Lancet's East Africa CEO Dr Ahmed Kalebi . Photo| Courtesy

Licensed Private Laboratory – Lancet has been recieving blows derailing its public trust as patients whom they diagnose as positive turns out negative on repeat testing at Government testing facilities.

The laboratory was early in the month under scrutiny following claims by a number of Kenyans that results of the Sars-CoV-2 tests it carried out were not credible.

In the past two weeks, the laboratory has been investigated and inspections carried out by several government agencies, including the National Covid-19 Command Centre.

Two women received two sets of results from different labs with one (Lancet) showing they had coronavirus while repeat tests at Nairobi Hospital indicated they were negative.

On July 7, the Kemri and Lancet Laboratory Mombasa gave contradicting Covid-19 results for the same samples.

On June 8, Khalid Nafula Mwanaidi’s sample was taken by the lab in Mombasa and the results came back as positive on June 15.

Kemri did the a test on the same Kenyan and she was declared Covid-free.

Lancet is also being investigated for “misdiagnosing” Kiambu MP Jude Njomo’s mother.
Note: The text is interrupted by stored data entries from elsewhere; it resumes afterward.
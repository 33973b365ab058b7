//! Bezier curve primitives and cardinal-spline smoothing.

use glam::Vec2;

/// Default tension for cardinal-spline smoothing of line charts.
pub const DEFAULT_TENSION: f32 = 0.3;

/// A cubic Bezier curve (two control points).
#[derive(Debug, Clone, Copy, PartialEq)]
pub struct CubicBezier {
    /// Start point
    pub from: Vec2,
    /// First control point
    pub control1: Vec2,
    /// Second control point
    pub control2: Vec2,
    /// End point
    pub to: Vec2,
}

impl CubicBezier {
    /// Cubic segment from `p1` to `p2` of a cardinal spline through
    /// `p0, p1, p2, p3`.
    ///
    /// `cp1 = p1 + (p2 - p0) * tension` and `cp2 = p2 - (p3 - p1) * tension`.
    /// At the ends of a series, pass the endpoint itself as the missing
    /// neighbour.
    pub fn cardinal(p0: Vec2, p1: Vec2, p2: Vec2, p3: Vec2, tension: f32) -> Self {
        Self {
            from: p1,
            control1: p1 + (p2 - p0) * tension,
            control2: p2 - (p3 - p1) * tension,
            to: p2,
        }
    }
}

/// Cardinal-spline segments through `points`, one per consecutive pair.
///
/// Neighbours beyond either end are clamped to the endpoint. Fewer than two
/// points produce no segments.
pub fn cardinal_segments(points: &[Vec2], tension: f32) -> Vec<CubicBezier> {
    if points.len() < 2 {
        return Vec::new();
    }

    let last = points.len() - 1;
    (0..last)
        .map(|i| {
            let p0 = points[i.saturating_sub(1)];
            let p1 = points[i];
            let p2 = points[i + 1];
            let p3 = points[(i + 2).min(last)];
            CubicBezier::cardinal(p0, p1, p2, p3, tension)
        })
        .collect()
}

#[cfg(test)]
mod tests {
    use super::*;

    #[test]
    fn test_cardinal_control_points() {
        let p0 = Vec2::new(0.0, 0.0);
        let p1 = Vec2::new(10.0, 10.0);
        let p2 = Vec2::new(20.0, 0.0);
        let p3 = Vec2::new(30.0, 10.0);
        let curve = CubicBezier::cardinal(p0, p1, p2, p3, 0.3);

        assert_eq!(curve.from, p1);
        assert_eq!(curve.to, p2);
        assert!((curve.control1 - Vec2::new(16.0, 10.0)).length() < 1e-5);
        assert!((curve.control2 - Vec2::new(14.0, 0.0)).length() < 1e-5);
    }

    #[test]
    fn test_cardinal_segments_clamp_ends() {
        let points = [
            Vec2::new(0.0, 0.0),
            Vec2::new(10.0, 5.0),
            Vec2::new(20.0, 0.0),
        ];
        let segments = cardinal_segments(&points, 0.3);
        assert_eq!(segments.len(), 2);

        // First segment: p0 clamps to p1 so cp1 = p1 + (p2 - p1) * t.
        let expected = points[0] + (points[1] - points[0]) * 0.3;
        assert!((segments[0].control1 - expected).length() < 1e-5);

        // Last segment: p3 clamps to p2 so cp2 = p2 - (p2 - p1) * t.
        let expected = points[2] - (points[2] - points[1]) * 0.3;
        assert!((segments[1].control2 - expected).length() < 1e-5);
    }

    #[test]
    fn test_zero_tension_is_straight() {
        let points = [Vec2::new(0.0, 0.0), Vec2::new(10.0, 10.0)];
        let segment = cardinal_segments(&points, 0.0)[0];
        assert_eq!(segment.control1, points[0]);
        assert_eq!(segment.control2, points[1]);
    }
}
The family hurriedly buried its matriarch after being told she died of Covid-19.

A repeat of the test at Nairobi Hospital returned negative results, prompting the lawmaker to ask the Ministry of Health to investigate the contradicting results.

The samples were taken a day after the Lancet results.
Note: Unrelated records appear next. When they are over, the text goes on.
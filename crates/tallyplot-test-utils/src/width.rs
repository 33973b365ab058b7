//! Mock container-width provider.

use parking_lot::Mutex;
use tallyplot_geometry::chart::WidthSource;

/// A [`WidthSource`] whose width a test can change between refreshes.
///
/// Every call to [`WidthSource::measured_width`] is recorded, so tests can
/// check that a chart re-measures on refresh.
#[derive(Debug)]
pub struct RecordingWidthSource {
    width: Mutex<f32>,
    /// Widths returned so far, in call order
    measurements: Mutex<Vec<f32>>,
}

impl RecordingWidthSource {
    pub fn new(width: f32) -> Self {
        Self {
            width: Mutex::new(width),
            measurements: Mutex::new(Vec::new()),
        }
    }

    /// Simulate a container resize.
    pub fn resize(&self, width: f32) {
        *self.width.lock() = width;
    }

    /// Number of times the width was measured.
    pub fn measure_count(&self) -> usize {
        self.measurements.lock().len()
    }

    /// Every width handed out so far.
    pub fn measurements(&self) -> Vec<f32> {
        self.measurements.lock().clone()
    }
}

impl WidthSource for RecordingWidthSource {
    fn measured_width(&self) -> f32 {
        let width = *self.width.lock();
        self.measurements.lock().push(width);
        width
    }
}

#[cfg(test)]
mod tests {
    use super::*;

    #[test]
    fn test_records_measurements() {
        let source = RecordingWidthSource::new(100.0);
        assert_eq!(source.measured_width(), 100.0);
        source.resize(150.0);
        assert_eq!(source.measured_width(), 150.0);
        assert_eq!(source.measurements(), vec![100.0, 150.0]);
        assert_eq!(source.measure_count(), 2);
    }
}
Lancet Kenya is once again on the spot over discordant Covid-19 results of 17 teaching staff of St Andrew’s School Turi, who tested positive and negative three days later.

Some 24 samples were picked from the institution and taken to Lancet for testing.

However, when the school sought a second opinion and the samples taken to the Kenya Medical Research Institute (Kemri), the 17 turned negative, according to the results the institution received on Tuesday 15th.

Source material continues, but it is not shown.